Texte intégral
L'occasion m'est donnée aujourd'hui de rencontrer les responsables régionaux et départementaux ainsi que les représentants des hospitaliers.
En ce début d'année, je voudrais tout d'abord adresser à chacune et chacun d'entre vous ainsi qu'à tous ceux qui vous sont chers mes vœux de santé et de bonheur.
Au plan professionnel, cette année 1989 sera pour les services extérieurs et pour l'administration centrale celle de la modernisation. Cette modernisation est une priorité, c'est une condition de l'efficacité de notre action et du bon fonctionnement des institutions très nombreuses avec lesquelles les services centraux et extérieurs sont en relation.
Cela passe par une série de mesures liées à la déconcentration des décisions et des responsabilités, aux moyens des services, à l'assouplissement des procédures, à la formation des personnels et à l'information des usagers. Un important travail de réflexion est en cours et devra déboucher prochainement sur des décisions concrètes dont la mise en œuvre donnera lieu à une planification.
C'est un véritable programme pluriannuel qui devra être arrêté.
Cette volonté de modernisation doit également concerner les différents secteurs dans lesquels s'exerce notre action : la solidarité nationale, la santé et la protection sociale.
J'ai donc souhaité cette rencontre au moment où se préparent les arbitrages et les décisions budgétaires pour des établissements hospitaliers et au moment où le Gouvernement engage avec les partenaires sociaux une phase de concertation sur notre système de protection sociale.

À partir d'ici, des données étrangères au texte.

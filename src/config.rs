use config::{Config, ConfigError, Environment, File};
use rust_decimal::Decimal;
use serde::Deserialize;
use std::collections::HashMap;
use std::path::Path;

/// Main configuration structure
#[derive(Debug, Clone, Deserialize)]
pub struct AppConfig {
    pub kalshi: KalshiConfig,
    pub database: DatabaseConfig,
    /// Per-asset hourly strike parameters, keyed by lowercase asset code
    /// ("btc", "eth", "xrp")
    #[serde(default)]
    pub assets: HashMap<String, AssetParams>,
    #[serde(default)]
    pub range: RangeParams,
    #[serde(default)]
    pub arbitrage: ArbitrageParams,
    #[serde(default)]
    pub backtest: BacktestParams,
    pub dry_run: DryRunConfig,
    #[serde(default)]
    pub logging: LoggingConfig,
}

#[derive(Debug, Clone, Deserialize)]
pub struct KalshiConfig {
    /// REST API base (e.g., "https://api.elections.kalshi.com/trade-api/v2")
    pub base_url: String,
    /// API access key id
    #[serde(default)]
    pub access_key: String,
    /// HMAC signing secret, base64-encoded
    #[serde(default)]
    pub api_secret: String,
}

#[derive(Debug, Clone, Deserialize)]
pub struct DatabaseConfig {
    /// PostgreSQL connection URL
    pub url: String,
    /// Maximum connections in pool
    #[serde(default = "default_max_connections")]
    pub max_connections: u32,
}

fn default_max_connections() -> u32 {
    5
}

#[derive(Debug, Clone, Deserialize)]
pub struct DryRunConfig {
    /// Enable dry run mode (no real orders)
    pub enabled: bool,
}

#[derive(Debug, Clone, Deserialize, Default)]
pub struct LoggingConfig {
    /// Log level (trace, debug, info, warn, error)
    #[serde(default = "default_log_level")]
    pub level: String,
    /// Enable JSON formatted logs
    #[serde(default)]
    pub json: bool,
}

fn default_log_level() -> String {
    "info".to_string()
}

/// Parameters for one hourly strike NO market, per asset.
///
/// All probability/volatility thresholds are percentage points; money is
/// Decimal dollars; contract prices are integer cents.
#[derive(Debug, Clone, Deserialize)]
pub struct AssetParams {
    /// Kalshi series ticker for the hourly event (e.g., "KXBTCD")
    pub series_ticker: String,
    /// Coinbase spot product (e.g., "BTC-USD")
    pub spot_product: String,
    /// Minimum basis points the strike must sit above spot
    pub min_bps_above: u32,
    /// Minimum model-minus-market edge, percentage points
    pub min_edge_pct: f64,
    /// Kelly fraction cap for this asset
    pub max_kelly_fraction: f64,
    /// Hard per-trade contract ceiling
    pub max_contracts: u32,
    /// NO ask bounds, cents inclusive
    pub min_no_cents: u32,
    pub max_no_cents: u32,
    /// Minimum profit-if-win as a percentage of cost
    pub min_profit_pct: f64,
    /// Halt trading when the chosen window std reaches this, pct
    pub max_volatility_pct: f64,
    /// Volatility floor applied before sqrt-time scaling, pct
    pub vol_floor_pct: f64,
    /// Skip when account balance is below this
    pub min_balance_usd: Decimal,
    /// Only trade at or after this minute of the hour
    pub window_start_minute: u32,
    /// Combined Kelly-fraction cap shared across correlated assets for the
    /// same settlement hour. None disables the shared budget.
    #[serde(default)]
    pub combined_exposure_cap: Option<f64>,
}

impl AssetParams {
    pub fn btc_default() -> Self {
        use rust_decimal_macros::dec;
        Self {
            series_ticker: "KXBTCD".to_string(),
            spot_product: "BTC-USD".to_string(),
            min_bps_above: 20,
            min_edge_pct: 3.0,
            max_kelly_fraction: 0.25,
            max_contracts: 999,
            min_no_cents: 50,
            max_no_cents: 99,
            min_profit_pct: 9.0,
            max_volatility_pct: 11.0,
            vol_floor_pct: 0.15,
            min_balance_usd: dec!(1.00),
            window_start_minute: 45,
            combined_exposure_cap: None,
        }
    }

    pub fn eth_default() -> Self {
        Self {
            series_ticker: "KXETHD".to_string(),
            spot_product: "ETH-USD".to_string(),
            combined_exposure_cap: Some(0.25),
            ..Self::btc_default()
        }
    }

    pub fn xrp_default() -> Self {
        Self {
            series_ticker: "KXXRPD".to_string(),
            spot_product: "XRP-USD".to_string(),
            combined_exposure_cap: Some(0.25),
            ..Self::btc_default()
        }
    }
}

/// Parameters for the range-contract NO engine.
#[derive(Debug, Clone, Deserialize)]
pub struct RangeParams {
    /// Kalshi series ticker for range events (e.g., "KXBTC")
    pub series_ticker: String,
    /// Coinbase spot product
    pub spot_product: String,
    /// Cap on the modelled NO probability
    pub max_model_prob: f64,
    pub min_edge_pct: f64,
    pub max_kelly_fraction: f64,
    pub max_contracts: u32,
    pub min_no_cents: u32,
    pub max_no_cents: u32,
    pub min_profit_pct: f64,
    /// Volatility floor applied before scaling, pct
    pub vol_floor_pct: f64,
    pub min_balance_usd: Decimal,
    /// Skip markets settling sooner than this
    pub min_minutes_to_settlement: i64,
}

impl Default for RangeParams {
    fn default() -> Self {
        use rust_decimal_macros::dec;
        Self {
            series_ticker: "KXBTC".to_string(),
            spot_product: "BTC-USD".to_string(),
            max_model_prob: 0.99,
            min_edge_pct: 3.0,
            max_kelly_fraction: 0.10,
            max_contracts: 999,
            min_no_cents: 50,
            max_no_cents: 98,
            min_profit_pct: 3.0,
            vol_floor_pct: 0.15,
            min_balance_usd: dec!(1.00),
            min_minutes_to_settlement: 15,
        }
    }
}

/// Parameters for the range-versus-hourly arbitrage scan.
#[derive(Debug, Clone, Deserialize)]
pub struct ArbitrageParams {
    /// Hourly strike series to scan against (e.g., "KXBTCD")
    pub hourly_series: String,
    /// Range series providing the candidate bands (e.g., "KXBTC")
    pub range_series: String,
    /// Minimum locked-in profit per contract set, cents
    pub min_profit_cents: i64,
}

impl Default for ArbitrageParams {
    fn default() -> Self {
        Self {
            hourly_series: "KXBTCD".to_string(),
            range_series: "KXBTC".to_string(),
            min_profit_cents: 2,
        }
    }
}

/// Parameters for the hedged-short backtest.
#[derive(Debug, Clone, Deserialize)]
pub struct BacktestParams {
    pub initial_capital: f64,
    pub risk_free_rate: f64,
    /// Protective-call strike premium over spot (1.0 = 100% OTM)
    pub call_strike_premium: f64,
    pub call_expiry_days: i64,
    /// Fractional drop from last entry that triggers a scale-in
    pub scale_in_drop_pct: f64,
    pub lot_size: u32,
    /// Required cash / short-exposure multiple at entry
    pub cash_buffer_multiplier: f64,
    /// Rolling window for historical volatility, trading days
    pub vol_window_days: usize,
    /// Annualized volatility floor
    pub vol_floor: f64,
    /// Roll calls when days-to-expiry falls inside (roll_min, roll_max]
    pub roll_min_days: i64,
    pub roll_max_days: i64,
    /// Skip the roll when |cost| exceeds this fraction of cash
    pub roll_max_cost_frac: f64,
}

impl Default for BacktestParams {
    fn default() -> Self {
        Self {
            initial_capital: 10_000.0,
            risk_free_rate: 0.05,
            call_strike_premium: 1.0,
            call_expiry_days: 365,
            scale_in_drop_pct: 0.15,
            lot_size: 100,
            cash_buffer_multiplier: 3.0,
            vol_window_days: 30,
            vol_floor: 0.50,
            roll_min_days: 30,
            roll_max_days: 60,
            roll_max_cost_frac: 0.15,
        }
    }
}

impl AppConfig {
    /// Load configuration from files and environment
    pub fn load() -> Result<Self, ConfigError> {
        Self::load_from("config")
    }

    /// Load configuration from a specific directory
    pub fn load_from<P: AsRef<Path>>(config_dir: P) -> Result<Self, ConfigError> {
        let config_dir = config_dir.as_ref();

        let builder = Config::builder()
            // Start with default values
            .set_default("logging.level", "info")?
            .set_default("logging.json", false)?
            .set_default("database.max_connections", 5)?
            .set_default("dry_run.enabled", true)?
            // Load default config file
            .add_source(File::from(config_dir.join("default.toml")).required(false))
            // Load environment-specific config (e.g., config/production.toml)
            .add_source(
                File::from(config_dir.join(
                    std::env::var("EDGEBOT_ENV").unwrap_or_else(|_| "development".to_string()),
                ))
                .required(false),
            )
            // Override with environment variables (EDGEBOT_KALSHI__ACCESS_KEY, etc.)
            .add_source(
                Environment::with_prefix("EDGEBOT")
                    .separator("__")
                    .try_parsing(true),
            );

        builder.build()?.try_deserialize()
    }

    /// Parameters for an asset, falling back to the built-in preset when the
    /// config file carries no section for it.
    pub fn asset_params(&self, asset: &str) -> Option<AssetParams> {
        if let Some(params) = self.assets.get(&asset.to_lowercase()) {
            return Some(params.clone());
        }
        match asset.to_lowercase().as_str() {
            "btc" => Some(AssetParams::btc_default()),
            "eth" => Some(AssetParams::eth_default()),
            "xrp" => Some(AssetParams::xrp_default()),
            _ => None,
        }
    }

    /// Validate configuration values
    pub fn validate(&self) -> Result<(), Vec<String>> {
        let mut errors = Vec::new();

        if self.kalshi.base_url.is_empty() {
            errors.push("kalshi.base_url must be set".to_string());
        }

        for (name, params) in &self.assets {
            if params.min_no_cents == 0 || params.max_no_cents >= 100 {
                errors.push(format!(
                    "assets.{name}: NO price bounds must be inside (0, 100) cents"
                ));
            }
            if params.min_no_cents > params.max_no_cents {
                errors.push(format!(
                    "assets.{name}: min_no_cents exceeds max_no_cents"
                ));
            }
            if !(0.0..=1.0).contains(&params.max_kelly_fraction) {
                errors.push(format!(
                    "assets.{name}: max_kelly_fraction must be in [0, 1]"
                ));
            }
            if params.vol_floor_pct <= 0.0 {
                errors.push(format!("assets.{name}: vol_floor_pct must be positive"));
            }
            if params.window_start_minute >= 60 {
                errors.push(format!(
                    "assets.{name}: window_start_minute must be below 60"
                ));
            }
        }

        if !(0.0..=1.0).contains(&self.range.max_model_prob) {
            errors.push("range.max_model_prob must be in [0, 1]".to_string());
        }
        if !(0.0..=1.0).contains(&self.range.max_kelly_fraction) {
            errors.push("range.max_kelly_fraction must be in [0, 1]".to_string());
        }
        if self.range.min_no_cents == 0 || self.range.max_no_cents >= 100 {
            errors.push("range: NO price bounds must be inside (0, 100) cents".to_string());
        }
        if self.range.min_no_cents > self.range.max_no_cents {
            errors.push("range: min_no_cents exceeds max_no_cents".to_string());
        }
        if self.range.vol_floor_pct <= 0.0 {
            errors.push("range.vol_floor_pct must be positive".to_string());
        }

        if self.backtest.initial_capital <= 0.0 {
            errors.push("backtest.initial_capital must be positive".to_string());
        }
        if self.backtest.cash_buffer_multiplier < 1.0 {
            errors.push("backtest.cash_buffer_multiplier must be at least 1".to_string());
        }
        if self.backtest.lot_size == 0 {
            errors.push("backtest.lot_size must be positive".to_string());
        }
        if self.backtest.roll_min_days >= self.backtest.roll_max_days {
            errors.push("backtest.roll_min_days must be below roll_max_days".to_string());
        }

        if errors.is_empty() {
            Ok(())
        } else {
            Err(errors)
        }
    }
}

J'ai souhaité également que cette rencontre ait lieu avec les représentants des hospitaliers. La présence des présidents et des membres des bureaux des Conférences de direction et des présidents de commission médicale des CHU, des CHG et des CHS est bien le signe des nouvelles relations que j'entends voir s'instaurer progressivement entre les services de tutelle et les établissements hospitaliers.
Cette nouvelle politique doit s'inscrire dans le cadre de notre système de protection sociale.
Les nombreux débats et discussions qui se sont déroulés au cours des dernières années ont très clairement fait apparaître l'attachement des Français à leur système de protection sociale, ils ont également mis en lumière les problèmes auxquels ce système est confronté en ce qui concerne son équilibre financier à court et moyen terme.
Dans de domaine comme dans d'autres l'heure n'est plus aux débats généraux, il importe que soient dégagés au cours du premier semestre 1989 des orientations et des mesures concrètes.
Cette réforme que nous commençons à mettre en œuvre est essentielle, elle conditionne l'amélioration de la gestion des établissements et elle est un facteur de réussite dans la poursuite de notre politique de maîtrise de l'évolution des dépenses de santé.
Cela suppose deux types de mesures :
- celles permettant l'amélioration de la gestion des établissements et de la planification sanitaire ;
- celles permettant la valorisation des ressources humaines.
L'adaptation de notre équipement à l'évolution des besoins nécessite l'amélioration des méthodes de planification sanitaire et l'extension du champ d'application de cette planification.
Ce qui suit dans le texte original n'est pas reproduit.